Que as contratações, ao menos durante a gestão do reitor Carlotti, não sejam regidas pelo edital de mérito, e além da recomposição exigida, respeitem o gatilho automático.

Que os problemas nas  bolsas da EACH sejam corrigidos, e o PAPFE utilize critérios democráticos, como a volta dos critérios socioeconômicos. Estas exigências dizem respeito ao sentido e razão de ser da nossa universidade, e se estivermos presos apenas à luta econômica mais imediata por números de bolsas e professores, podemos ter vitórias parciais, mas serão efêmeras e a burguesia encontrará artifícios para que estes números sejam uma derrota para Carlotti e talvez Tarcísio, mas não dela.

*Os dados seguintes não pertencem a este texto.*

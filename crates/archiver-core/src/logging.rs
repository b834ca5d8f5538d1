//! Structured logging initialisation (C15).
//!
//! JSON-formatted `tracing` events, filterable via `RUST_LOG` (defaulting
//! to `info`). Every pipeline step and middleware decision logs through
//! `tracing`'s macros directly — this module only owns process-wide
//! subscriber setup, mirroring the reference organization's other
//! long-running services (§9a).

use tracing_subscriber::{EnvFilter, fmt};

/// Installs the global `tracing` subscriber. Safe to call once at process
/// start; a second call is a programmer error and panics, matching
/// `tracing`'s own `set_global_default` behaviour.
pub fn init() {
    let filter = EnvFilter::try_from_default_env().unwrap_or_else(|_| EnvFilter::new("info"));
    fmt()
        .json()
        .with_env_filter(filter)
        .with_target(true)
        .with_current_span(true)
        .init();
}

/// Scrubs a message about to be attached to a log event or ticket note
/// through the shared redactor (C17), so secrets never leave the process
/// even when they end up embedded in an error message.
pub fn scrub(message: &str) -> String {
    archiver_redact::redact(message)
}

Derrotar parcialmente o edital de méritos é atacar diretamente a Política de Inovação da USP, e consequentemente, os mais importantes interesses da burguesia dentro da nossa universidade. Seria uma vitória profunda!! Mesmo que objetivamente dure apenas até 2025, o precedente de reconhecimento dos gestores de que isso é possível, e a experiência dos estudantes e professores de que isso é melhor do que a Política de Inovação e o vigente edital de mérito, podem trazer avanços substanciais para nosso movimento.

Furar a bolha de austeridade e precarização de Tarcísio, Dória e companhia, que defendem com unhas e dentes o fim do gatilho automático de contratações, para precarizar a universidade e  tornar justificável mais e mais parcerias público-privadas, onde quem sai ganhando são os grandes empresários brasileiros e estrangeiros é uma vitória e tanto!

Mas precisamos sair desta greve com objetivos e horizontes mais amplos. Toda a confusão, e a possibilidade de isolamento do movimento no período de fim de greve não se deve somente aos profundos problemas de prática política que nós estudantes identificamos no ME da USP, nem à “pelegagem do DCE”. A confusão e incerteza se deve sobretudo pela falta de estratégia para disputa da universidade, horizontes muito curtos e um profundo taticismo defensivo dos partidos e entidades.

Certamente a atual direção do DCE cometeu muitos erros, erros inclusive que esvaziaram as assembleias, espaços importantes para a greve. Morre um pouco de todo militante quando a assembleia é fundamental para militância e temos que ouvir solidariedade de trabalhadores dos EUA ao invés de discutir as pautas da greve. Morre um pouco de todo estudante quando DCE é pouco transparente frente às informações que recebe da reitoria e repassa para a base e comando de greve.


Mas a falta de horizonte estratégico, e a prática de resolver as coisas por cima, entre a cúpula, não é exclusividade desse DCE. Ou isso era diferente nas gestões petistas? Ou PSTU/Rebeldia tem ficado descontente de ganhar espaço nas mesas de negociação e conversas com as cúpulas dos partidos? Mesmo entre estudantes não organizados, vigora a lógica de tentar resolver de forma breve e com menos trabalho possível. É um problema profundo do ME da USP, que precisa ser superado coletivamente nos próximos anos, não somente nesta greve.


Dissolver o DCE, resolveria a questão? O comando geral de greve não tem maior clareza estratégica do que as demais entidades. No máximo tem interesses imediatos desvinculados da autoconstrução partidária, deixando-o mais próximo das bases, mas também sofre na briga por escolher o que é mais importante das nossas reivindicações.

A verdade, é que hoje o ME da USP não consegue estabelecer uma linha ampla que unifique nossas reivindicações, causando confusão entre nossas prioridades. Se não sabemos o que queremos, como poderemos dar saltos e passar para a ofensiva contra a burguesia e seus representantes na burocracia universitária? Se não articularmos a disputa geral da universidade – conjuntamente com a disputa geral da sociedade -, estaremos fadados a reproduzir a ordem capitalista e a miséria acadêmica que a burguesia quer para nossa universidade. 

Precisamos imprimir derrotas ao o edital de méritos e reconquistar o gatilho automático – como vitória parcial contra a Política de Inovação da burguesia na USP!